■ **HOW TO COMPLETE THIS TASK**
Transcribe the data exactly, stopping after the "in config, then" line.

==== DATA RECORDS

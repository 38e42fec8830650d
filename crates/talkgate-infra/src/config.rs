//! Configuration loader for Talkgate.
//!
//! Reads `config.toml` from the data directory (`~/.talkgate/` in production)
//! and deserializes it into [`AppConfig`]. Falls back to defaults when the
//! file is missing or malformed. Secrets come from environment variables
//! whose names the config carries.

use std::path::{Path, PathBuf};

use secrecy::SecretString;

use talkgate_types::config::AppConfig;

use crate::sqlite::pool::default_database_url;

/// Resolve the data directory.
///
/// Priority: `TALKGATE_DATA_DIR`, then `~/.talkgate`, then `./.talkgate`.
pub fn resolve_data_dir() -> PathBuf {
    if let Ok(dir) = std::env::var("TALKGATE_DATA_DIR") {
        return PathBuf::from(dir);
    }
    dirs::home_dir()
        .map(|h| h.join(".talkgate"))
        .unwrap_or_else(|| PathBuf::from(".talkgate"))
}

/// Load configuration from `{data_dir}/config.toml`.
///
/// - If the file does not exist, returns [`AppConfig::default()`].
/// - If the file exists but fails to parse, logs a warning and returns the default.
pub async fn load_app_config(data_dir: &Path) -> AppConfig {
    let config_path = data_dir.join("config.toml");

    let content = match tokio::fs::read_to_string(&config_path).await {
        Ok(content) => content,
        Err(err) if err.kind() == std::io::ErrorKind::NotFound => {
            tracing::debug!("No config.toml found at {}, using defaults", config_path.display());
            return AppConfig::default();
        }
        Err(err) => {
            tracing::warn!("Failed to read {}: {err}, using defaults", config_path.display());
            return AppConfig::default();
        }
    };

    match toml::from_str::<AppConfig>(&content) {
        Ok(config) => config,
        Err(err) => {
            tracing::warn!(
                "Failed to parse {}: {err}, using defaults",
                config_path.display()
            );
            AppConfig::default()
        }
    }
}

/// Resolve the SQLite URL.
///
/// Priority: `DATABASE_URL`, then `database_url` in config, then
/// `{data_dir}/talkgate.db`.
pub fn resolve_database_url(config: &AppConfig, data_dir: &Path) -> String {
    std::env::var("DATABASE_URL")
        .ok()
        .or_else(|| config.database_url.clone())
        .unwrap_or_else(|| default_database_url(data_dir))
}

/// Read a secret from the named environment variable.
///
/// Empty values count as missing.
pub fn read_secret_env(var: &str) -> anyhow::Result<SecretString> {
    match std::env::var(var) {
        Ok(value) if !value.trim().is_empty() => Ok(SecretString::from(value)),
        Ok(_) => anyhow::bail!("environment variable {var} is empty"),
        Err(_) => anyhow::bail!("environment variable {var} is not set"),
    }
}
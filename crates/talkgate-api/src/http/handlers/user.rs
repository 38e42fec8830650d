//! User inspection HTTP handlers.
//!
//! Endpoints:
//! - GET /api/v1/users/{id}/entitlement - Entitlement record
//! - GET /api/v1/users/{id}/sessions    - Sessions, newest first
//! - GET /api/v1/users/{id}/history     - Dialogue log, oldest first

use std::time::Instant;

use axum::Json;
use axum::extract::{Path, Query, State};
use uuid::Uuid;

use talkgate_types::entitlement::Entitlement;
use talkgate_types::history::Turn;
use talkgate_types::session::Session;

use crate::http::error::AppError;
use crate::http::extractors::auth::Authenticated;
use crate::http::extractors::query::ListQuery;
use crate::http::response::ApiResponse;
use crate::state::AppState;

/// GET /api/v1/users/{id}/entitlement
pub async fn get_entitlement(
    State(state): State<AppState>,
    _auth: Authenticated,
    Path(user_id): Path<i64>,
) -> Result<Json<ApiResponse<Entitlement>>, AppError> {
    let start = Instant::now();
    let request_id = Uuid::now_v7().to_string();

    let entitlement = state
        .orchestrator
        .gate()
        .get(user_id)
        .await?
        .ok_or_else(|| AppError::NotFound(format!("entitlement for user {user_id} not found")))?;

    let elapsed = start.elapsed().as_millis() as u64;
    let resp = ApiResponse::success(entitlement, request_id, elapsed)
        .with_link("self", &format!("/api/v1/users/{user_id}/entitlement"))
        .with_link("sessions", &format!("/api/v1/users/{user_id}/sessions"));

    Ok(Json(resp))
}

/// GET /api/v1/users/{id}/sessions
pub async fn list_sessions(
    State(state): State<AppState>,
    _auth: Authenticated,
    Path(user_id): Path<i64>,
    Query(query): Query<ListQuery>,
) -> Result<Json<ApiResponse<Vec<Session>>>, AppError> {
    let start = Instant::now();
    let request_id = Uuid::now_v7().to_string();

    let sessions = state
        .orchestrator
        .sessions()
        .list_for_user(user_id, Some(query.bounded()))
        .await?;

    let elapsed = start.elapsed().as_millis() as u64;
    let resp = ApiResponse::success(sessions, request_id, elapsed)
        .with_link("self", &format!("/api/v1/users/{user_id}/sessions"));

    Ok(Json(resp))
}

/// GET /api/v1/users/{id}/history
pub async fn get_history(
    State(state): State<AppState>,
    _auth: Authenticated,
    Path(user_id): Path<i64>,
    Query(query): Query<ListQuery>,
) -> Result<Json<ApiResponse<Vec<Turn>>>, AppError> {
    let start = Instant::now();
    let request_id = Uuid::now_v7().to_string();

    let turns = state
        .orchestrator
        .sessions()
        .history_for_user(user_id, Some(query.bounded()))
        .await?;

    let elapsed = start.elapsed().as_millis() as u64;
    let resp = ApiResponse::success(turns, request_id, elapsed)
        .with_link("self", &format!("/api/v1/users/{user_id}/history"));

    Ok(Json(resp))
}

========

■ **WRITTEN RESPONSE**
repository 38e42fec8830650d
filename crates/talkgate-infra/src/config.rs
//! Configuration loader for Talkgate.
//!
//! Reads `config.toml` from the data directory (`~/.talkgate/` in production)
//! and deserializes it into [`AppConfig`]. Falls back to defaults when the
//! file is missing or malformed. Secrets come from environment variables
//! whose names the config carries.

use std::path::{Path, PathBuf};

use secrecy::SecretString;

use talkgate_types::config::AppConfig;

use crate::sqlite::pool::default_database_url;

/// Resolve the data directory.
///
/// Priority: `TALKGATE_DATA_DIR`, then `~/.talkgate`, then `./.talkgate`.
pub fn resolve_data_dir() -> PathBuf {
    if let Ok(dir) = std::env::var("TALKGATE_DATA_DIR") {
        return PathBuf::from(dir);
    }
    dirs::home_dir()
        .map(|h| h.join(".talkgate"))
        .unwrap_or_else(|| PathBuf::from(".talkgate"))
}

/// Load configuration from `{data_dir}/config.toml`.
///
/// - If the file does not exist, returns [`AppConfig::default()`].
/// - If the file exists but fails to parse, logs a warning and returns the default.
pub async fn load_app_config(data_dir: &Path) -> AppConfig {
    let config_path = data_dir.join("config.toml");

    let content = match tokio::fs::read_to_string(&config_path).await {
        Ok(content) => content,
        Err(err) if err.kind() == std::io::ErrorKind::NotFound => {
            tracing::debug!("No config.toml found at {}, using defaults", config_path.display());
            return AppConfig::default();
        }
        Err(err) => {
            tracing::warn!("Failed to read {}: {err}, using defaults", config_path.display());
            return AppConfig::default();
        }
    };

    match toml::from_str::<AppConfig>(&content) {
        Ok(config) => config,
        Err(err) => {
            tracing::warn!(
                "Failed to parse {}: {err}, using defaults",
                config_path.display()
            );
            AppConfig::default()
        }
    }
}

/// Resolve the SQLite URL.
///
/// Priority: `DATABASE_URL`, then `database_url` in config, then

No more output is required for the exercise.